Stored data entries
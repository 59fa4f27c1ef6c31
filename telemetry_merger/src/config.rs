use project_root::get_project_root;

use clap::{Parser, error::ErrorKind};
use figment::{
    Figment,
    providers::{Env, Format, Serialized, Toml},
};

use std::path::PathBuf;

/// A single, unified struct holding all application settings.
/// Built from defaults, the TOML file, `TELEMETRY_*` variables and CLI flags.
#[derive(serde::Deserialize, serde::Serialize, Debug, Clone, PartialEq)]
pub struct Config {
    pub logging: LoggingConfig,
    pub paths: PathsConfig,
}

#[derive(serde::Deserialize, serde::Serialize, Debug, Clone, PartialEq)]
pub struct LoggingConfig {
    pub level: String,
}

/// Where the two source artifacts are read from and the result is written to.
#[derive(serde::Deserialize, serde::Serialize, Debug, Clone, PartialEq)]
pub struct PathsConfig {
    pub input_a: PathBuf,
    pub input_b: PathBuf,
    pub output: PathBuf,
}

impl Default for Config {
    fn default() -> Self {
        Self {
            logging: LoggingConfig {
                level: "info".to_string(),
            },
            paths: PathsConfig {
                input_a: telemetry_model::FORMAT_A_FILE.into(),
                input_b: telemetry_model::FORMAT_B_FILE.into(),
                output: telemetry_model::RESULT_FILE.into(),
            },
        }
    }
}

const CONFIG_FILE: &str = "config/settings.toml";
const ENV_PREFIX: &str = "TELEMETRY_";

/// Merges format A and format B telemetry into one time-ordered JSON file.
#[derive(Parser, Debug, Default)]
#[command(version, about, long_about = None)]
pub struct Cli {
    /// Settings file; defaults to `config/settings.toml` under the project root.
    #[arg(long)]
    pub config: Option<PathBuf>,

    /// Format A input (ISO-8601 `timestamp`, `temp`, `hum`).
    #[arg(long)]
    pub input_a: Option<PathBuf>,

    /// Format B input (epoch-millisecond `time`, `temperature_c`, `humidity_percent`).
    #[arg(long)]
    pub input_b: Option<PathBuf>,

    #[arg(short, long)]
    pub output: Option<PathBuf>,

    #[arg(long)]
    pub log_level: Option<String>,
}

impl Cli {
    fn figment(&self) -> Figment {
        let config_path = match &self.config {
            Some(path) => path.clone(),
            None => get_project_root().unwrap_or_default().join(CONFIG_FILE),
        };

        let mut figment = Figment::from(Serialized::defaults(Config::default()))
            .merge(Toml::file(config_path))
            .merge(Env::prefixed(ENV_PREFIX).split("__"));

        if let Some(path) = &self.input_a {
            figment = figment.merge(("paths.input_a", path));
        }
        if let Some(path) = &self.input_b {
            figment = figment.merge(("paths.input_b", path));
        }
        if let Some(path) = &self.output {
            figment = figment.merge(("paths.output", path));
        }
        if let Some(level) = &self.log_level {
            figment = figment.merge(("logging.level", level));
        }

        figment
    }

    /// Resolves the layered configuration for these arguments.
    pub fn load(&self) -> anyhow::Result<Config> {
        let config = self.figment().extract()?;
        Ok(config)
    }
}

/// Parses arguments without exiting, except for `--help` and `--version`.
///
/// Usage errors are condensed to one line so they fit the status line.
pub fn parse_cli<I, T>(args: I) -> anyhow::Result<Cli>
where
    I: IntoIterator<Item = T>,
    T: Into<std::ffi::OsString> + Clone,
{
    match Cli::try_parse_from(args) {
        Ok(cli) => Ok(cli),
        Err(err) if matches!(err.kind(), ErrorKind::DisplayHelp | ErrorKind::DisplayVersion) => {
            err.exit()
        }
        Err(err) => {
            let rendered = err.to_string();
            let summary = rendered.lines().next().unwrap_or_default();
            anyhow::bail!(
                "invalid arguments: {}",
                summary.trim_start_matches("error: ")
            )
        }
    }
}

/// Loads configuration from the TOML file and merges it with CLI arguments.
pub fn get_config() -> anyhow::Result<Config> {
    parse_cli(std::env::args_os())?.load()
}

#[cfg(test)]
mod tests {
    use super::*;
    use figment::Jail;

    fn cli_with_file(jail: &Jail) -> Cli {
        Cli {
            config: Some(jail.directory().join("settings.toml")),
            ..Cli::default()
        }
    }

    #[test]
    fn defaults_without_file() {
        Jail::expect_with(|jail| {
            let config = cli_with_file(jail).load().expect("config");
            assert_eq!(config, Config::default());
            assert_eq!(config.paths.input_a, PathBuf::from("data-1.json"));
            assert_eq!(config.paths.output, PathBuf::from("data-result.json"));
            Ok(())
        });
    }

    #[test]
    fn file_overrides_defaults() {
        Jail::expect_with(|jail| {
            jail.create_file(
                "settings.toml",
                r#"
                [logging]
                level = "debug"

                [paths]
                output = "merged.json"
                "#,
            )?;

            let config = cli_with_file(jail).load().expect("config");
            assert_eq!(config.logging.level, "debug");
            assert_eq!(config.paths.output, PathBuf::from("merged.json"));
            assert_eq!(config.paths.input_b, PathBuf::from("data-2.json"));
            Ok(())
        });
    }

    #[test]
    fn env_overrides_file_and_cli_overrides_env() {
        Jail::expect_with(|jail| {
            jail.create_file(
                "settings.toml",
                r#"
                [paths]
                input_a = "from-file.json"
                input_b = "from-file-b.json"
                "#,
            )?;
            jail.set_env("TELEMETRY_PATHS__INPUT_A", "from-env.json");
            jail.set_env("TELEMETRY_PATHS__INPUT_B", "from-env-b.json");

            let cli = Cli {
                input_b: Some("from-cli-b.json".into()),
                ..cli_with_file(jail)
            };
            let config = cli.load().expect("config");
            assert_eq!(config.paths.input_a, PathBuf::from("from-env.json"));
            assert_eq!(config.paths.input_b, PathBuf::from("from-cli-b.json"));
            Ok(())
        });
    }

    #[test]
    fn unknown_flag_is_a_one_line_error() {
        let err = parse_cli(["telemetry-merger", "--bogus"]).unwrap_err();
        let message = err.to_string();

        assert!(message.starts_with("invalid arguments: "), "{message}");
        assert!(message.contains("--bogus"), "{message}");
        assert!(!message.contains('\n'), "{message}");
    }

    #[test]
    fn missing_flag_value_is_an_error() {
        assert!(parse_cli(["telemetry-merger", "--output"]).is_err());
    }

    #[test]
    fn flags_parse() {
        let cli = Cli::parse_from([
            "telemetry-merger",
            "--input-a",
            "a.json",
            "--output",
            "out.json",
            "--log-level",
            "warn",
        ]);
        assert_eq!(cli.input_a, Some(PathBuf::from("a.json")));
        assert_eq!(cli.input_b, None);
        assert_eq!(cli.output, Some(PathBuf::from("out.json")));
        assert_eq!(cli.log_level.as_deref(), Some("warn"));
    }
}
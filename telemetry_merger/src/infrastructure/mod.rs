pub mod json_sink;
pub mod json_source;
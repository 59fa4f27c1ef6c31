use chrono::{DateTime, SecondsFormat};
use num_rational::Ratio;
use serde_json::Number;

use rand::rngs::SmallRng;
use rand::{Rng, SeedableRng};

use crate::record::EpochMillis;
use crate::source::{FormatARecord, FormatBRecord};

/// A synthetic reading in one of the two source encodings.
#[derive(Debug, Clone, PartialEq)]
pub enum Reading {
    A(FormatARecord),
    B(FormatBRecord),
}

/// Endless stream of plausible sensor readings, interleaving both formats.
pub struct SampleGenerator {
    rng: SmallRng,
    cursor: EpochMillis,
    last_a: Option<EpochMillis>,
}

impl SampleGenerator {
    /// 2024-01-01T00:00:00Z
    pub const START: EpochMillis = 1_704_067_200_000;

    const FORMAT_A_SHARE: Ratio<u32> = Ratio::new_raw(1, 2);
    /// Share of format B readings stamped with the latest format A instant.
    const SHARED_INSTANT: Ratio<u32> = Ratio::new_raw(1, 10);

    pub fn new() -> Self {
        Self::with_rng(SmallRng::from_os_rng())
    }

    pub fn seeded(seed: u64) -> Self {
        Self::with_rng(SmallRng::seed_from_u64(seed))
    }

    fn with_rng(rng: SmallRng) -> Self {
        SampleGenerator {
            rng,
            cursor: Self::START,
            last_a: None,
        }
    }

    fn random_ratio(&mut self, ratio: Ratio<u32>) -> bool {
        self.rng.random_ratio(*ratio.numer(), *ratio.denom())
    }

    fn tenths(&mut self, range: std::ops::RangeInclusive<i64>) -> Number {
        let tenths = self.rng.random_range(range);
        Number::from_f64(tenths as f64 / 10.0).unwrap_or_else(|| Number::from(tenths / 10))
    }
}

impl Default for SampleGenerator {
    fn default() -> Self {
        Self::new()
    }
}

impl Iterator for SampleGenerator {
    type Item = Reading;

    fn next(&mut self) -> Option<Self::Item> {
        self.cursor += self.rng.random_range(1_000..=10_000);
        let temperature = self.tenths(150..=300);
        let humidity = self.tenths(300..=700);

        if self.random_ratio(Self::FORMAT_A_SHARE) {
            let instant = DateTime::from_timestamp_millis(self.cursor)?;
            self.last_a = Some(self.cursor);
            return Some(Reading::A(FormatARecord {
                timestamp: Some(instant.to_rfc3339_opts(SecondsFormat::Millis, true)),
                temp: Some(temperature),
                hum: Some(humidity),
            }));
        }

        let last_a = self.last_a;
        let time = match last_a {
            Some(shared) if self.random_ratio(Self::SHARED_INSTANT) => shared,
            _ => self.cursor,
        };
        Some(Reading::B(FormatBRecord {
            time: Some(time),
            temperature_c: Some(temperature),
            humidity_percent: Some(humidity),
        }))
    }
}

/// Splits readings into the two per-format collections, keeping order.
pub fn partition(readings: impl IntoIterator<Item = Reading>) -> (Vec<FormatARecord>, Vec<FormatBRecord>) {
    let mut format_a = Vec::new();
    let mut format_b = Vec::new();
    for reading in readings {
        match reading {
            Reading::A(record) => format_a.push(record),
            Reading::B(record) => format_b.push(record),
        }
    }
    (format_a, format_b)
}
use crate::record::UnifiedRecord;

/// Concatenates `first` then `second` and stable-sorts by timestamp.
///
/// Equal timestamps keep concatenation order, so records from `first`
/// precede those from `second`.
pub fn merge_ordered(first: Vec<UnifiedRecord>, second: Vec<UnifiedRecord>) -> Vec<UnifiedRecord> {
    let mut merged = first;
    merged.extend(second);
    merged.sort_by_key(|record| record.timestamp);
    merged
}
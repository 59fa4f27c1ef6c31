//! Error types for the telemetry merge pipeline.

use std::path::PathBuf;

use crate::record::SourceFormat;

/// Result type for pipeline operations.
pub type Result<T> = std::result::Result<T, Error>;

/// Every way a merge run can abort.
#[derive(Debug, thiserror::Error)]
pub enum Error {
    /// An input artifact does not exist.
    #[error("{}: {source}", path.display())]
    ArtifactNotFound {
        /// The location that was requested.
        path: PathBuf,
        #[source]
        source: std::io::Error,
    },

    /// An input artifact is not JSON, or not an array of records of the expected shape.
    #[error("{}: {source}", path.display())]
    MalformedStructuredText {
        /// The artifact that failed to parse.
        path: PathBuf,
        #[source]
        source: serde_json::Error,
    },

    /// A record lacks a required field (absent or `null`).
    #[error("{format} record #{index} is missing field `{field}`")]
    MissingField {
        format: SourceFormat,
        /// Zero-based position of the record in its artifact.
        index: usize,
        field: &'static str,
    },

    /// A format A record carries a timestamp that is not ISO-8601.
    #[error("format A record #{index} has malformed timestamp {value:?}: {source}")]
    MalformedTimestamp {
        index: usize,
        value: String,
        #[source]
        source: chrono::ParseError,
    },

    /// Anything else, e.g. an unwritable output location.
    #[error(transparent)]
    Other(#[from] anyhow::Error),
}

/// Coarse classification used when reporting a failed run.
#[derive(Debug, Clone, Copy, PartialEq, Eq)]
pub enum ErrorCategory {
    ArtifactNotFound,
    MalformedStructuredText,
    Other,
}

impl Error {
    #[must_use]
    pub fn category(&self) -> ErrorCategory {
        match self {
            Self::ArtifactNotFound { .. } => ErrorCategory::ArtifactNotFound,
            Self::MalformedStructuredText { .. } => ErrorCategory::MalformedStructuredText,
            Self::MissingField { .. } | Self::MalformedTimestamp { .. } | Self::Other(_) => {
                ErrorCategory::Other
            }
        }
    }

    pub(crate) fn missing_field(format: SourceFormat, index: usize, field: &'static str) -> Self {
        Self::MissingField {
            format,
            index,
            field,
        }
    }
}
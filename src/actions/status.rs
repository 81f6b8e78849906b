use crate::environment::LinuxEnvironment;
use crate::outln;
use crate::util::set_json_output;
use anyhow::{Context, Result};
use log::warn;
use serde_json::{Map, Value};

pub fn status(env: &LinuxEnvironment) -> Result<()> {
    let complete = env.is_setup_complete();
    outln!("Setup complete: {}", if complete { "yes" } else { "no" });
    set_json_output("complete", Value::Bool(complete));

    let mut paths = Map::new();
    for (name, path) in env.layout.paths() {
        outln!("{:>16}: {}", name, path.display());
        paths.insert(
            name.to_string(),
            Value::String(path.display().to_string()),
        );
    }
    set_json_output("paths", Value::Object(paths));

    let launch = env.launch_spec();
    outln!("Launch: {}", launch.argv.join(" "));
    set_json_output(
        "launch",
        Value::Array(launch.argv.into_iter().map(Value::String).collect()),
    );

    /* An unreadable record doesn't make the environment incomplete */
    let record = match env.setup_record() {
        Ok(record) => record,
        Err(e) => {
            warn!("Ignoring unreadable setup record: {:#}", e);
            None
        }
    };
    match record {
        Some(record) => {
            outln!("Image: {}", record.image_url);
            outln!("Image sha256: {}", record.image_sha256);
            outln!("Completed at: {}", record.completed_at);
            set_json_output(
                "record",
                serde_json::to_value(&record)
                    .context("Failed to serialize setup record")?,
            );
        }
        None => set_json_output("record", Value::Null),
    }

    Ok(())
}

TASK DIRECTIONS> Reply with the count alone: how many lines of the records contain the string "EpochMillis"?

EXERCISE OUTPUT> 4